Harcèlement scolaire : la nécessité d’un “meilleur accompagnement” des chefs d’établissement
Le député Erwan Balanant a remis le 13 octobre son rapport sur le harcèlement scolaire, rédigé dans le cadre d’une mission confiée par l’ancien Premier ministre, Édouard Philippe, en novembre 2019. Si il y fait le constat des efforts déployés par le ministère de l’Éducation nationale depuis plusieurs années pour lutter contre le harcèlement scolaire, il relève cependant que le système éducatif demeure “en proie à de nombreux maux propices au développement” de ce type de situation. Son rapport propose ainsi 120 mesures pour lutter contre ce phénomène, dont certaines en direction des chefs d’établissement, pour lesquels il déplore le manque d’accompagnement pour faire face aux « lourdes responsabilités » qui leur incombent .
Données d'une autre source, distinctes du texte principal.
//! Untyped nested data model
//!
//! Input and output of every cast is a [`Hash`]: an insertion-ordered map whose
//! keys are either symbols or strings. The distinction matters because the
//! caster reads and writes keys in a configurable representation
//! (see [`KeyMode`]).

use std::fmt;
use std::str::FromStr;

use chrono::{DateTime, FixedOffset, NaiveDate, NaiveDateTime, SecondsFormat};
use indexmap::IndexMap;
use serde::{Deserialize, Serialize};

/// Ordered mapping used for both input and output
pub type Hash = IndexMap<Key, Value>;

/// A mapping key
#[derive(Debug, Clone, PartialEq, Eq, Hash, PartialOrd, Ord)]
pub enum Key {
    /// Symbol-like identifier (`:name`)
    Symbol(String),
    /// Plain string (`"name"`)
    String(String),
}

impl Key {
    /// Create a symbol key
    pub fn symbol(name: impl Into<String>) -> Self {
        Key::Symbol(name.into())
    }

    /// Create a string key
    pub fn string(name: impl Into<String>) -> Self {
        Key::String(name.into())
    }

    /// The textual name, regardless of representation
    pub fn as_str(&self) -> &str {
        match self {
            Key::Symbol(s) | Key::String(s) => s,
        }
    }

    /// The representation of this key
    pub fn mode(&self) -> KeyMode {
        match self {
            Key::Symbol(_) => KeyMode::Symbol,
            Key::String(_) => KeyMode::String,
        }
    }
}

impl fmt::Display for Key {
    fn fmt(&self, f: &mut fmt::Formatter<'_>) -> fmt::Result {
        f.write_str(self.as_str())
    }
}

/// Key representation used when reading input or writing output
#[derive(Debug, Clone, Copy, PartialEq, Eq, Default, Serialize, Deserialize)]
#[serde(rename_all = "lowercase")]
pub enum KeyMode {
    #[default]
    Symbol,
    String,
}

impl KeyMode {
    /// Build a key for `name` in this representation
    pub fn key(&self, name: &str) -> Key {
        match self {
            KeyMode::Symbol => Key::Symbol(name.to_string()),
            KeyMode::String => Key::String(name.to_string()),
        }
    }

    /// Parse a mode from an untyped value (`:symbol`, `"string"`, ...)
    pub fn from_value(value: &Value) -> Option<Self> {
        match value {
            Value::Symbol(s) => s.parse().ok(),
            _ => None,
        }
    }
}

impl FromStr for KeyMode {
    type Err = String;

    fn from_str(s: &str) -> Result<Self, Self::Err> {
        match s.strip_prefix(':').unwrap_or(s) {
            "symbol" => Ok(KeyMode::Symbol),
            "string" => Ok(KeyMode::String),
            other => Err(format!("unknown key mode '{}'", other)),
        }
    }
}

impl fmt::Display for KeyMode {
    fn fmt(&self, f: &mut fmt::Formatter<'_>) -> fmt::Result {
        match self {
            KeyMode::Symbol => f.write_str("symbol"),
            KeyMode::String => f.write_str("string"),
        }
    }
}

/// A dynamically typed value
#[derive(Debug, Clone, PartialEq)]
pub enum Value {
    Null,
    Boolean(bool),
    Integer(i64),
    Float(f64),
    String(String),
    Symbol(String),
    Date(NaiveDate),
    DateTime(DateTime<FixedOffset>),
    /// Wall-clock timestamp without zone information
    Time(NaiveDateTime),
    Array(Vec<Value>),
    Hash(Hash),
}

impl Value {
    /// Create a symbol value
    pub fn symbol(name: impl Into<String>) -> Self {
        Value::Symbol(name.into())
    }

    /// Name of the observed type, as reported in casting errors
    pub fn type_name(&self) -> &'static str {
        match self {
            Value::Null => "Null",
            Value::Boolean(_) => "Boolean",
            Value::Integer(_) => "Integer",
            Value::Float(_) => "Float",
            Value::String(_) => "String",
            Value::Symbol(_) => "Symbol",
            Value::Date(_) => "Date",
            Value::DateTime(_) => "DateTime",
            Value::Time(_) => "Time",
            Value::Array(_) => "Array",
            Value::Hash(_) => "Hash",
        }
    }

    pub fn is_null(&self) -> bool {
        matches!(self, Value::Null)
    }

    pub fn as_hash(&self) -> Option<&Hash> {
        match self {
            Value::Hash(h) => Some(h),
            _ => None,
        }
    }

    pub fn as_array(&self) -> Option<&[Value]> {
        match self {
            Value::Array(items) => Some(items.as_slice()),
            _ => None,
        }
    }

    /// String or symbol contents
    pub fn as_name(&self) -> Option<&str> {
        match self {
            Value::String(s) | Value::Symbol(s) => Some(s),
            _ => None,
        }
    }

    /// Render as JSON. Symbols become strings, temporal values ISO-8601.
    pub fn to_json(&self) -> serde_json::Value {
        use serde_json::Value as Json;

        match self {
            Value::Null => Json::Null,
            Value::Boolean(b) => Json::Bool(*b),
            Value::Integer(i) => Json::from(*i),
            Value::Float(f) => serde_json::Number::from_f64(*f)
                .map(Json::Number)
                .unwrap_or(Json::Null),
            Value::String(s) | Value::Symbol(s) => Json::String(s.clone()),
            Value::Date(d) => Json::String(d.format("%Y-%m-%d").to_string()),
            Value::DateTime(dt) => Json::String(dt.to_rfc3339_opts(SecondsFormat::AutoSi, true)),
            Value::Time(t) => Json::String(t.format("%Y-%m-%dT%H:%M:%S%.f").to_string()),
            Value::Array(items) => Json::Array(items.iter().map(Value::to_json).collect()),
            Value::Hash(hash) => hash_to_json(hash),
        }
    }
}

/// Render a hash as a JSON object (both key representations become strings)
pub fn hash_to_json(hash: &Hash) -> serde_json::Value {
    serde_json::Value::Object(
        hash.iter()
            .map(|(k, v)| (k.as_str().to_string(), v.to_json()))
            .collect(),
    )
}

impl From<serde_json::Value> for Value {
    fn from(json: serde_json::Value) -> Self {
        use serde_json::Value as Json;

        match json {
            Json::Null => Value::Null,
            Json::Bool(b) => Value::Boolean(b),
            Json::Number(n) => match n.as_i64() {
                Some(i) => Value::Integer(i),
                None => Value::Float(n.as_f64().unwrap_or(f64::NAN)),
            },
            Json::String(s) => Value::String(s),
            Json::Array(items) => Value::Array(items.into_iter().map(Value::from).collect()),
            Json::Object(map) => Value::Hash(
                map.into_iter()
                    .map(|(k, v)| (Key::String(k), Value::from(v)))
                    .collect(),
            ),
        }
    }
}

impl From<&str> for Value {
    fn from(s: &str) -> Self {
        Value::String(s.to_string())
    }
}

impl From<String> for Value {
    fn from(s: String) -> Self {
        Value::String(s)
    }
}

impl From<i64> for Value {
    fn from(i: i64) -> Self {
        Value::Integer(i)
    }
}

impl From<i32> for Value {
    fn from(i: i32) -> Self {
        Value::Integer(i64::from(i))
    }
}

impl From<f64> for Value {
    fn from(f: f64) -> Self {
        Value::Float(f)
    }
}

impl From<bool> for Value {
    fn from(b: bool) -> Self {
        Value::Boolean(b)
    }
}

impl From<NaiveDate> for Value {
    fn from(d: NaiveDate) -> Self {
        Value::Date(d)
    }
}

impl From<Vec<Value>> for Value {
    fn from(items: Vec<Value>) -> Self {
        Value::Array(items)
    }
}

impl From<Hash> for Value {
    fn from(hash: Hash) -> Self {
        Value::Hash(hash)
    }
}

impl<V: Into<Value>> FromIterator<(Key, V)> for Value {
    fn from_iter<I: IntoIterator<Item = (Key, V)>>(iter: I) -> Self {
        Value::Hash(iter.into_iter().map(|(k, v)| (k, v.into())).collect())
    }
}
Parmi les préconisations, relevons notamment
- la mise à la disposition des chefs d’établissement des moyens supplémentaires pour commander les enquêtes relatives au climat scolaire et aux risques psychosociaux au sein de leur établissement,
- la diffusion d’une large campagne de communication pour véhiculer l’idée selon laquelle le bon établissement scolaire n’est pas l’établissement où le harcèlement n’existe pas, mais celui où il est détecté et pris en charge rapidement et efficacement, et de manière coordonnée par l’ensemble de l’équipe,
- l’établissement d’un bilan régulier des situations de harcèlement dans chaque établissement scolaire,
- l’instauration d’une réunion annuelle entre chef d’établissement et Dasen pour effectuer un suivi du projet pédagogique de l’établissement et décliner les orientations dédiées au climat scolaire et au harcèlement,
- le renforcement, en cas de poursuites judiciaires enclenchées, de la coopération entre les instances judiciaires et le personnel éducatif,
- l’encadrement plus strict des modalités matérielles de la tenue des conseils de discipline, notamment eu égard à leur calendrier, leurs horaires, leur durée et à l’âge des enfants entendus,
- l’augmentation du délai pendant lequel un avertissement est versé au dossier administratif de l’élève sanctionné, afin qu’il ne soit plus effacé à l’issue de l’année scolaire en cours, mais de la suivante, sur le modèle retenu pour l’effacement du blâme et de la mesure de responsabilisation,
- l’information de tous les personnels sur la responsabilité qu’ils font encourir à l’État en raison de leurs inaction ou actions inappropriées face à du harcèlement,
- l’augmentation du nombre de référents harcèlement, avec des moyens dédiés à leurs missions,
- la formation de tous les acteurs du milieu scolaire sur la prise en charge des situations et sur la communication auprès des familles,
- une formation dédiée au harcèlement au bénéfice de l’ensemble des adultes présents dans les établissements,
- le renforcement de la présence du personnel médical dans les établissements scolaires et leur inclusion systématique dans les protocoles de lutte contre le harcèlement scolaire…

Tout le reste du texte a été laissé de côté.